## Aim of the exercise
Find and copy each line in the material below where the string "instances" occurs.

## Working data
- Opening Delimiter -
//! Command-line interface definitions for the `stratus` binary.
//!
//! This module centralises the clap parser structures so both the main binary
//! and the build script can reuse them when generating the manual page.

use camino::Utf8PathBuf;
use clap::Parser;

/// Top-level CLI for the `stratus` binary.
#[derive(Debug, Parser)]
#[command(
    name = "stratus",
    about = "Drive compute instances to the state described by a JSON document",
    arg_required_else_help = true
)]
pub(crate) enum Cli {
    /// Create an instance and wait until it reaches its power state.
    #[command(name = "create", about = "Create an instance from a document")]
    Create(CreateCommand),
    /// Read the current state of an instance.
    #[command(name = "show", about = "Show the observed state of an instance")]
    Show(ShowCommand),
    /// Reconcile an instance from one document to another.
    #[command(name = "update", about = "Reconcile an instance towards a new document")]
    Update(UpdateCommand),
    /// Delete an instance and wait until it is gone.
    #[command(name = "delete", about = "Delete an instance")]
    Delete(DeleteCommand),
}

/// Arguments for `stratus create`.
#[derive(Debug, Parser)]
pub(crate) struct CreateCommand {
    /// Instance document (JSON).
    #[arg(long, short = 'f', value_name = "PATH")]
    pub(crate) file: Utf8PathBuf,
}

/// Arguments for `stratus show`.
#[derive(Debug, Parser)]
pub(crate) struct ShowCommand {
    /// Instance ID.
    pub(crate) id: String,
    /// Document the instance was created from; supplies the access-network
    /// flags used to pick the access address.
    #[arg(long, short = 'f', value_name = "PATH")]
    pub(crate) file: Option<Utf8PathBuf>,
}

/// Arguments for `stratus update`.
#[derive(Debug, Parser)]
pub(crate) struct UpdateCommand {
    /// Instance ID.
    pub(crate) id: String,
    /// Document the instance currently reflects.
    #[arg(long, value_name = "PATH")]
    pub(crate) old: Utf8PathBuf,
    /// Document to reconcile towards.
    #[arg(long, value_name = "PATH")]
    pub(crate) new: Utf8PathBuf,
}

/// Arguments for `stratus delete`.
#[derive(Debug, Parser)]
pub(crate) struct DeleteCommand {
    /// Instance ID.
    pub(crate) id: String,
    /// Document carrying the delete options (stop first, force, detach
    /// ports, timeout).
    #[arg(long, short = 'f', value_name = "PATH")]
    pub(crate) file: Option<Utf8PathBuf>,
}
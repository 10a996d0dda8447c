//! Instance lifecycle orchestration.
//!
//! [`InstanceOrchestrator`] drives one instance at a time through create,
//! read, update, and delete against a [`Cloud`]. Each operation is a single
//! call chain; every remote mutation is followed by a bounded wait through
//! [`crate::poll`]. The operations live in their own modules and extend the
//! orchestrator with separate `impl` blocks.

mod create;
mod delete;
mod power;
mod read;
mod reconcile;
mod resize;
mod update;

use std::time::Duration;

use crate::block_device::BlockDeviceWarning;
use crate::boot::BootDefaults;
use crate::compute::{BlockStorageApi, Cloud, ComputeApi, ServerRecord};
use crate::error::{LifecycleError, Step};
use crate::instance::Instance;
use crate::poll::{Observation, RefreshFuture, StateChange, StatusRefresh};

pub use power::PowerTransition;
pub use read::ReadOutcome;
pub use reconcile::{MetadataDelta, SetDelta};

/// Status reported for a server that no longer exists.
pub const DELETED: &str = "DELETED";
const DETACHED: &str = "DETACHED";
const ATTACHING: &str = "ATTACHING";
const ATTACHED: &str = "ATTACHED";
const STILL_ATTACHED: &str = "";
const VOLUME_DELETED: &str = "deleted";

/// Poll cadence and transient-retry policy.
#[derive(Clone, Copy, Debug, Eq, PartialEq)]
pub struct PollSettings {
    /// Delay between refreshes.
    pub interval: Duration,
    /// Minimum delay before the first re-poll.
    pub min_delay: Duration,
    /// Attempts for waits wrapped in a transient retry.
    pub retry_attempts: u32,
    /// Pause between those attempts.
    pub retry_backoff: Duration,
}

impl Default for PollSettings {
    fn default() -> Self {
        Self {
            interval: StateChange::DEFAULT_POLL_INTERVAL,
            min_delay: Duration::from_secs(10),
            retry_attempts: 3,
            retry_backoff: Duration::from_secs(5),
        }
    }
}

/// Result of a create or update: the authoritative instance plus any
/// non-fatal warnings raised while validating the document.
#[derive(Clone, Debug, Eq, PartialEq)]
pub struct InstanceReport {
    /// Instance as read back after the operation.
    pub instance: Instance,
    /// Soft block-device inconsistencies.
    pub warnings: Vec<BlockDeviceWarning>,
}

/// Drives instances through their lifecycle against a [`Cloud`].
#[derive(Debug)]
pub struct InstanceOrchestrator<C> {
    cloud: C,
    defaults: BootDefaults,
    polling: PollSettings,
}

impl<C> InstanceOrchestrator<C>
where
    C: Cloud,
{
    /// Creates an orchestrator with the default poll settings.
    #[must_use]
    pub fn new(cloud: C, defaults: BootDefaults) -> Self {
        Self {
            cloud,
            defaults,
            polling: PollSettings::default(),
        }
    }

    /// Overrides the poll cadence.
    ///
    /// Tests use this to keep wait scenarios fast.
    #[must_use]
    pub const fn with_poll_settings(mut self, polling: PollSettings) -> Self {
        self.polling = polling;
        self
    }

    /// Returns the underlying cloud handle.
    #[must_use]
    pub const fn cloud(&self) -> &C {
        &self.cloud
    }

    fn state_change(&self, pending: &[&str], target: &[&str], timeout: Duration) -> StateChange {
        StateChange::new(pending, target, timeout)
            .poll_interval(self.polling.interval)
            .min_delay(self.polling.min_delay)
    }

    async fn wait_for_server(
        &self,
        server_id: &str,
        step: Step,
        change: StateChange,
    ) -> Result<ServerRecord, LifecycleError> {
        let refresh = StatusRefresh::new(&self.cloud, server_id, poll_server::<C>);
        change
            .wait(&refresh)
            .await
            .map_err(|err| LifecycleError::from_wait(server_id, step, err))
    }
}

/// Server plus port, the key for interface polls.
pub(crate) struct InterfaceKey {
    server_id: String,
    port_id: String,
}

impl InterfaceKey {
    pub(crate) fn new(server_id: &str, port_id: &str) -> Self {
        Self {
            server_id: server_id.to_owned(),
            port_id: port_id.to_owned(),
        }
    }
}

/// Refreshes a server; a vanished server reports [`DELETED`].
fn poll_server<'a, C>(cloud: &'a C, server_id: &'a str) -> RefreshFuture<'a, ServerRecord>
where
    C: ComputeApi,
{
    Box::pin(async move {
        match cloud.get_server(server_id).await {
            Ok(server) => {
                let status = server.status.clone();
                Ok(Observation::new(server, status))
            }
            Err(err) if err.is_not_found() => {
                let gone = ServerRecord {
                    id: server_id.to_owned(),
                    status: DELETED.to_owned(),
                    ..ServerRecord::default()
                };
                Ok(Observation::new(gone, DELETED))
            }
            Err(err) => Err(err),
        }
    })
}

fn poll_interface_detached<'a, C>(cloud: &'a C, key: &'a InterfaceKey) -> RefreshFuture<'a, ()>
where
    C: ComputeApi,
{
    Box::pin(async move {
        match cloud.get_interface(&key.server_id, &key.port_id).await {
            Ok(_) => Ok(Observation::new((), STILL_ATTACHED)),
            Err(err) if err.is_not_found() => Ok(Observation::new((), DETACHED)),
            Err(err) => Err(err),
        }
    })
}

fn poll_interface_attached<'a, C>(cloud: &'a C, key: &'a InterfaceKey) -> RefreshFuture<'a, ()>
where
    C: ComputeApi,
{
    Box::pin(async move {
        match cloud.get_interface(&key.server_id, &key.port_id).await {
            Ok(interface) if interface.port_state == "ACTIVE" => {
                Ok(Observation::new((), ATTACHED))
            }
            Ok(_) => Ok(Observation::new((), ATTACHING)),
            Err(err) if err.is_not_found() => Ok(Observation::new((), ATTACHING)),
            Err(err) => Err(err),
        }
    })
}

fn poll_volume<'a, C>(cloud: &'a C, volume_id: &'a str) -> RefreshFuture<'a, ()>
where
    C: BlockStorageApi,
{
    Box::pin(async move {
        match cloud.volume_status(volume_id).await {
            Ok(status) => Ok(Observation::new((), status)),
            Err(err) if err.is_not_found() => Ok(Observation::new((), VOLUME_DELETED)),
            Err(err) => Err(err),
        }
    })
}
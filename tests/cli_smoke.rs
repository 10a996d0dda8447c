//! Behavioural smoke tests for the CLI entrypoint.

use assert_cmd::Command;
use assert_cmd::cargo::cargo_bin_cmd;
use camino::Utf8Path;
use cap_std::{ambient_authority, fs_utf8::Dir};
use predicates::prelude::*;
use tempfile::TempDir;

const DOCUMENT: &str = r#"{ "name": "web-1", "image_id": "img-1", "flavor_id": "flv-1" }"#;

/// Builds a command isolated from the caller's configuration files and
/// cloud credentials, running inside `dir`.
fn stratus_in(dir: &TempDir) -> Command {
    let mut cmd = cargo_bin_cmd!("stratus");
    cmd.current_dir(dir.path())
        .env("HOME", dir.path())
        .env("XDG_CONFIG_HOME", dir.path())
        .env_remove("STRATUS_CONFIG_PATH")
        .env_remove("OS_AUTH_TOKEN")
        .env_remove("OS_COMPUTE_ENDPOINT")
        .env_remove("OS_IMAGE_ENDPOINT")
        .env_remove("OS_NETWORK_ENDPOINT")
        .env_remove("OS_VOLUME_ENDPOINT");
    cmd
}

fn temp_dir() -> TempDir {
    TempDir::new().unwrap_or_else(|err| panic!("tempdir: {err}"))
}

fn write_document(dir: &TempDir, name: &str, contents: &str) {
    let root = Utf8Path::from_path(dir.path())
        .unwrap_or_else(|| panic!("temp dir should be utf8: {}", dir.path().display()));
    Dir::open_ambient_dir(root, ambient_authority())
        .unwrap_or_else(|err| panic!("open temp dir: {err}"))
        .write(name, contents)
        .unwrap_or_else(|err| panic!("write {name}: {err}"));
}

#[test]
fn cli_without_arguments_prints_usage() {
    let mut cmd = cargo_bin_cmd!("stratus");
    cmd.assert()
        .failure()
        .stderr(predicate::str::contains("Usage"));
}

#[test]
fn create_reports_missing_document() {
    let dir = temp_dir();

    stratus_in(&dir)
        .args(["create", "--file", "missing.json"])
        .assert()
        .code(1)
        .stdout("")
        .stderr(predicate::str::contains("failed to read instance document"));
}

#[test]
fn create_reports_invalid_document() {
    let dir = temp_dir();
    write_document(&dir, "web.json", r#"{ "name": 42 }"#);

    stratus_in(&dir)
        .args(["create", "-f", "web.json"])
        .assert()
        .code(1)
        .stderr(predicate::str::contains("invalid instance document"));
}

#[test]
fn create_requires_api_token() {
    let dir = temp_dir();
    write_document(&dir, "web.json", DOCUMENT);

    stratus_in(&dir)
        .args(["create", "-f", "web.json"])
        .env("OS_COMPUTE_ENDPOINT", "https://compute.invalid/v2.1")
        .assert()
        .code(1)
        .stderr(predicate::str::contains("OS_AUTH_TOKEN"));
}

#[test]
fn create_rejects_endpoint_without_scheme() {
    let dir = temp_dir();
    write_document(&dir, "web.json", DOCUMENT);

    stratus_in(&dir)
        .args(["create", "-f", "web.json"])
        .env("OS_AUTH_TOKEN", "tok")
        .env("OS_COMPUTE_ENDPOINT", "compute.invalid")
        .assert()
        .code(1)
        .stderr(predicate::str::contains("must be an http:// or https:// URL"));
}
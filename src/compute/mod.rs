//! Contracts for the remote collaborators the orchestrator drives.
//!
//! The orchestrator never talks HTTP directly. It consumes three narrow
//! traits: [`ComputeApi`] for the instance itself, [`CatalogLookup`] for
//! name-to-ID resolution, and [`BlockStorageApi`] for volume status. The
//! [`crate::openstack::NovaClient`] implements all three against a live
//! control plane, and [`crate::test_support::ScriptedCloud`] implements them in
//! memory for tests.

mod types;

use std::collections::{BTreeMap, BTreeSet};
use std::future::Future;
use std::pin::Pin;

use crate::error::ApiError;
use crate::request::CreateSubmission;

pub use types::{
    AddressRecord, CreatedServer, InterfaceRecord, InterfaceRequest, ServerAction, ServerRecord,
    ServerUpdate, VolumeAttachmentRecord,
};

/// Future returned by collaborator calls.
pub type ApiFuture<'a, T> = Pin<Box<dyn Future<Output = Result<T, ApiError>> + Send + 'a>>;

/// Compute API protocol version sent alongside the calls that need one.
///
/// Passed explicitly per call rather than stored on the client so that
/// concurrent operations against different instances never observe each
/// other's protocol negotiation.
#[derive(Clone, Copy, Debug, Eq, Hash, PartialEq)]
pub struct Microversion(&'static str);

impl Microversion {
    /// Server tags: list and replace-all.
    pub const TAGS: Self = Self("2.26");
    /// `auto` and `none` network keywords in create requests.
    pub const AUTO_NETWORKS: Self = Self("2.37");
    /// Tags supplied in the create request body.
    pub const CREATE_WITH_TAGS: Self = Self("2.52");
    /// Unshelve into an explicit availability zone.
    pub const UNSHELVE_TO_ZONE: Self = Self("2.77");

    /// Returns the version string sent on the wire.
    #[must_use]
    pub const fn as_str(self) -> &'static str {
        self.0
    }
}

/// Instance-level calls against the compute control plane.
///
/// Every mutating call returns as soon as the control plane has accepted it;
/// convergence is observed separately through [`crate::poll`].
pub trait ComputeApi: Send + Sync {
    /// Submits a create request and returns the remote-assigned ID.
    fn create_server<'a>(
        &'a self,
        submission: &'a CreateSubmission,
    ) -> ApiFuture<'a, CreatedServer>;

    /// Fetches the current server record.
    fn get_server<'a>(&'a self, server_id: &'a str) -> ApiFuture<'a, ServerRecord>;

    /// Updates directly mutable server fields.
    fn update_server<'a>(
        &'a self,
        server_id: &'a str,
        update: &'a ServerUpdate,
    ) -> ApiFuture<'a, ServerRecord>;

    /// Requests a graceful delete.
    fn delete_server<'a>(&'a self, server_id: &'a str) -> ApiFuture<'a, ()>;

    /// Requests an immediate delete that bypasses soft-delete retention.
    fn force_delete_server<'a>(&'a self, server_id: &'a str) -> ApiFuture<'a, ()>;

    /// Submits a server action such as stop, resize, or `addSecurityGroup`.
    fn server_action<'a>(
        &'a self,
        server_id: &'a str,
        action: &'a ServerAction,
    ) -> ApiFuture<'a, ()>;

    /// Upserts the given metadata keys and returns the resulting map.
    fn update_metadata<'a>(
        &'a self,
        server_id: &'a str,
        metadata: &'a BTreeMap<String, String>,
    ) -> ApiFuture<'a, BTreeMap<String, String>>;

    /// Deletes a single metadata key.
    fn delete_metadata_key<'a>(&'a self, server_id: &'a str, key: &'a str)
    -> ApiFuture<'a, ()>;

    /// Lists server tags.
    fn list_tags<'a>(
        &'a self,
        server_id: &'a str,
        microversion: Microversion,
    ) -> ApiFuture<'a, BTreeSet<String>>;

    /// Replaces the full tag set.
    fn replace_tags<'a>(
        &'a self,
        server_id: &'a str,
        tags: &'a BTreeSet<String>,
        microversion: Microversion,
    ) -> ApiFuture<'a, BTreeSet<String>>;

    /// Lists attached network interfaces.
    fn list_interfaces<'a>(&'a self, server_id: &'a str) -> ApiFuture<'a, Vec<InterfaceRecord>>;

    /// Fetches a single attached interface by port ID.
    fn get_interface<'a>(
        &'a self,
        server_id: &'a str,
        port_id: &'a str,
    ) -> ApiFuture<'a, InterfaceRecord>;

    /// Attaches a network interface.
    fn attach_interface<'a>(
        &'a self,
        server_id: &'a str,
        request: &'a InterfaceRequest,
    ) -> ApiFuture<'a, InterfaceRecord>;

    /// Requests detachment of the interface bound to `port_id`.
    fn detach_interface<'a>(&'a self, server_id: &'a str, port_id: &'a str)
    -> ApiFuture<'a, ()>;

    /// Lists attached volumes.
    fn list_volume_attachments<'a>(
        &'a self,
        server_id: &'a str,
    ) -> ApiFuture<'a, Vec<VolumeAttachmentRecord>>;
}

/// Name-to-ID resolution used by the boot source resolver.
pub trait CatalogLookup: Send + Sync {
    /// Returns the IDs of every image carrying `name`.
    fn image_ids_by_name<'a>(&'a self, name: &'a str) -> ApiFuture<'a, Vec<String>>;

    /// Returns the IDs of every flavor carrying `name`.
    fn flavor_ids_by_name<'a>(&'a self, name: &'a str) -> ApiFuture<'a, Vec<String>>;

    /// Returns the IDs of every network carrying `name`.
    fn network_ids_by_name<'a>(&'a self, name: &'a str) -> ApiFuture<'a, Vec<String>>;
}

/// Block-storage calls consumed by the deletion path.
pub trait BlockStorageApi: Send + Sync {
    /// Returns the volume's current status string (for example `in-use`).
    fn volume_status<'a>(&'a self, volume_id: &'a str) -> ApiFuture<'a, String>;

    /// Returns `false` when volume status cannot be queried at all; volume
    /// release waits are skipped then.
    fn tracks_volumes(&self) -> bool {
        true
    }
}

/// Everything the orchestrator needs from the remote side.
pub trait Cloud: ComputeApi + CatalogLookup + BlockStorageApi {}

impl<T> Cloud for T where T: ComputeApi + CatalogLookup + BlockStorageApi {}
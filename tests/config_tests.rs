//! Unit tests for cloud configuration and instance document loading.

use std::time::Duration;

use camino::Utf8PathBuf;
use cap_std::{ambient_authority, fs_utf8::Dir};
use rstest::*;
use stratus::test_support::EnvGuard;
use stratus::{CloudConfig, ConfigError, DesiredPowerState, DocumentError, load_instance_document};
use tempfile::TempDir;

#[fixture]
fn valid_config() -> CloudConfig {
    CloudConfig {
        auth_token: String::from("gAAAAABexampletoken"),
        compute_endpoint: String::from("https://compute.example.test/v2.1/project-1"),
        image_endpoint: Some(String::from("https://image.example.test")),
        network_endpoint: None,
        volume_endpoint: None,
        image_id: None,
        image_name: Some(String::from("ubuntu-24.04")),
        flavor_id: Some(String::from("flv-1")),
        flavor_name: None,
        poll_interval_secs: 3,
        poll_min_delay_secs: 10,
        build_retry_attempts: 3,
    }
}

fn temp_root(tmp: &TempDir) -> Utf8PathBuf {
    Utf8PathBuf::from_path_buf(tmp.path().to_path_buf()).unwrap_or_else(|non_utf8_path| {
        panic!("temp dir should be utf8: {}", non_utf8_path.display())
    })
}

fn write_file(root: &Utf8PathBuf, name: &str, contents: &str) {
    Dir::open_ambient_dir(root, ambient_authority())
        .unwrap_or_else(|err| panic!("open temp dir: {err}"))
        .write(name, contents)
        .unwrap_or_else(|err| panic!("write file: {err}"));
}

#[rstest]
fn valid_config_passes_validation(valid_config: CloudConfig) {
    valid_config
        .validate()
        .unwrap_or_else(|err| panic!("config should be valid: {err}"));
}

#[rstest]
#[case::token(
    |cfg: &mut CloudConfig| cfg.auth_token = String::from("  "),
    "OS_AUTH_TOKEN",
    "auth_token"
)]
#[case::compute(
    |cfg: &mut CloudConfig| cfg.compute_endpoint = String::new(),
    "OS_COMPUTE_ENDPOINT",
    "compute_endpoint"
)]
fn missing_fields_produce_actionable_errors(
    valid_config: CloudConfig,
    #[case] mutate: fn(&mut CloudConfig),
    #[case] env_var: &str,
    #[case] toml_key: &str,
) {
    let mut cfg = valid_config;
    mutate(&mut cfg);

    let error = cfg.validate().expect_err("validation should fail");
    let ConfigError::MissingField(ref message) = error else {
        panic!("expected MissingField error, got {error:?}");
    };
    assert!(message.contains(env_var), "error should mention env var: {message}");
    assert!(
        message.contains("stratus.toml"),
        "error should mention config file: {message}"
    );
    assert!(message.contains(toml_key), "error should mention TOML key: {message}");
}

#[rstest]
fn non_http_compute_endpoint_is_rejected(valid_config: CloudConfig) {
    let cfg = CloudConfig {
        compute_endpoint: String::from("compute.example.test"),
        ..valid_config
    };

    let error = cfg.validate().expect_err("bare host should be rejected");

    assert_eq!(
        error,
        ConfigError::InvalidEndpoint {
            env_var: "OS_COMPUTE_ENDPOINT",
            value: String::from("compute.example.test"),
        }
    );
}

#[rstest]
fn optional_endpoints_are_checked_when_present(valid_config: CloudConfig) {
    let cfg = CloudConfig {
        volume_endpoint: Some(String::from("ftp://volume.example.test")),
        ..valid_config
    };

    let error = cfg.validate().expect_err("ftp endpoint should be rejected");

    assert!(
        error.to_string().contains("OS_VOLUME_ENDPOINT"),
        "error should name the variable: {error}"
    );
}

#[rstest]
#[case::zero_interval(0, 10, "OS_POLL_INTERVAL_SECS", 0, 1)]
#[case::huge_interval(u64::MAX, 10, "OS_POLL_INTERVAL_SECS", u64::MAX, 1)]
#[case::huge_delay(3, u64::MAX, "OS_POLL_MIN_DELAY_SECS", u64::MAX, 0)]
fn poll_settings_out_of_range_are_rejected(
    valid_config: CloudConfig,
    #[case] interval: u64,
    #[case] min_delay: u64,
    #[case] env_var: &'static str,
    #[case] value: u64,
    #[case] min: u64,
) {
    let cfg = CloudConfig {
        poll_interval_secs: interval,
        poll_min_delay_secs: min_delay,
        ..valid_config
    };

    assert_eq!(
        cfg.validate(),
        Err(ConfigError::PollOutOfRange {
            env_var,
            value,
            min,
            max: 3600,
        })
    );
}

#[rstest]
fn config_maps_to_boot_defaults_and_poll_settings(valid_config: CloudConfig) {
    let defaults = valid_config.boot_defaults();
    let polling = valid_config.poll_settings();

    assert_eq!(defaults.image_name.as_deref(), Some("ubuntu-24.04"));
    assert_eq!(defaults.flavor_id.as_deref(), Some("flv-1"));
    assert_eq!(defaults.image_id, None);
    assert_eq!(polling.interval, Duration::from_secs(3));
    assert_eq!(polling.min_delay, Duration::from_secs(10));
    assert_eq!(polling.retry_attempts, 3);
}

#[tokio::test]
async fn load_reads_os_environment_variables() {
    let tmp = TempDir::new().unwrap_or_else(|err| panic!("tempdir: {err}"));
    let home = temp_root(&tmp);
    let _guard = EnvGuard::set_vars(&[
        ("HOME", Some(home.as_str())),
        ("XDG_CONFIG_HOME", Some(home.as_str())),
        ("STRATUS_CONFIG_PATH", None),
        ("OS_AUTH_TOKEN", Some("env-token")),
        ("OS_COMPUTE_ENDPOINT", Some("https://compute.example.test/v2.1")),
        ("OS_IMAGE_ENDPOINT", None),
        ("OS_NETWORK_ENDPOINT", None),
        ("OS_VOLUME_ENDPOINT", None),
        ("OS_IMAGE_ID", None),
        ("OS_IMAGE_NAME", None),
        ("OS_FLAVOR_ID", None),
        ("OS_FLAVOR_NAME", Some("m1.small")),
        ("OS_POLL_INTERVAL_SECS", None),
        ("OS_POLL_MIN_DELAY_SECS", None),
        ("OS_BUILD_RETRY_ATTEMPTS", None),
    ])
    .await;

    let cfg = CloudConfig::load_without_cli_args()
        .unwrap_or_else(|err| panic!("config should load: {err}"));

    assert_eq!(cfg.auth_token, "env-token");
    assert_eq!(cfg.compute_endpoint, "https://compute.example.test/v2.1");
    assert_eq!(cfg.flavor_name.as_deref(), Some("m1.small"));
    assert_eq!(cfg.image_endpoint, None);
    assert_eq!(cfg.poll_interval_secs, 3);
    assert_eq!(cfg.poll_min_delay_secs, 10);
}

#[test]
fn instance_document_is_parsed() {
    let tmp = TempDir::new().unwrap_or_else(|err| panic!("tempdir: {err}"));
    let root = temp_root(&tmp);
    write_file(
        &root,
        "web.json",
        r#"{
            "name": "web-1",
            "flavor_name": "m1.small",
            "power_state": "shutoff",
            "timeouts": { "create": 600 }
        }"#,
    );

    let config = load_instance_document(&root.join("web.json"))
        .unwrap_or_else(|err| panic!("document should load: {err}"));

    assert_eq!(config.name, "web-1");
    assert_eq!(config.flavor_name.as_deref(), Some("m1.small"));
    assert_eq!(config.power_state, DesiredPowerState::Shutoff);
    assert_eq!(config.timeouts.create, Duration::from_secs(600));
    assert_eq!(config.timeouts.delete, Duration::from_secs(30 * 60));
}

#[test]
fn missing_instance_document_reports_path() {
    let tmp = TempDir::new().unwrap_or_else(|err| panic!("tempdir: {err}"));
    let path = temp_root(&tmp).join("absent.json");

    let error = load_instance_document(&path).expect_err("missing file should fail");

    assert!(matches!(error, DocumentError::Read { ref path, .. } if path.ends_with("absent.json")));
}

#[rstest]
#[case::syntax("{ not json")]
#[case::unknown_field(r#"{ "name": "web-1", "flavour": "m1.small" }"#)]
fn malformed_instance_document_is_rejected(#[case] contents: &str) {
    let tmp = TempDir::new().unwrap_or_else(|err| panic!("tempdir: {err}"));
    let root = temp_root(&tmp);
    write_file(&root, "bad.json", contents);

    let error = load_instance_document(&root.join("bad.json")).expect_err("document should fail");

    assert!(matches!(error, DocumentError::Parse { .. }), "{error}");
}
- Closing Delimiter -
## Task answer
    about = "Drive compute instances to the state described by a JSON document",
/// Drives instances through their lifecycle against a [`Cloud`].
/// concurrent operations against different instances never observe each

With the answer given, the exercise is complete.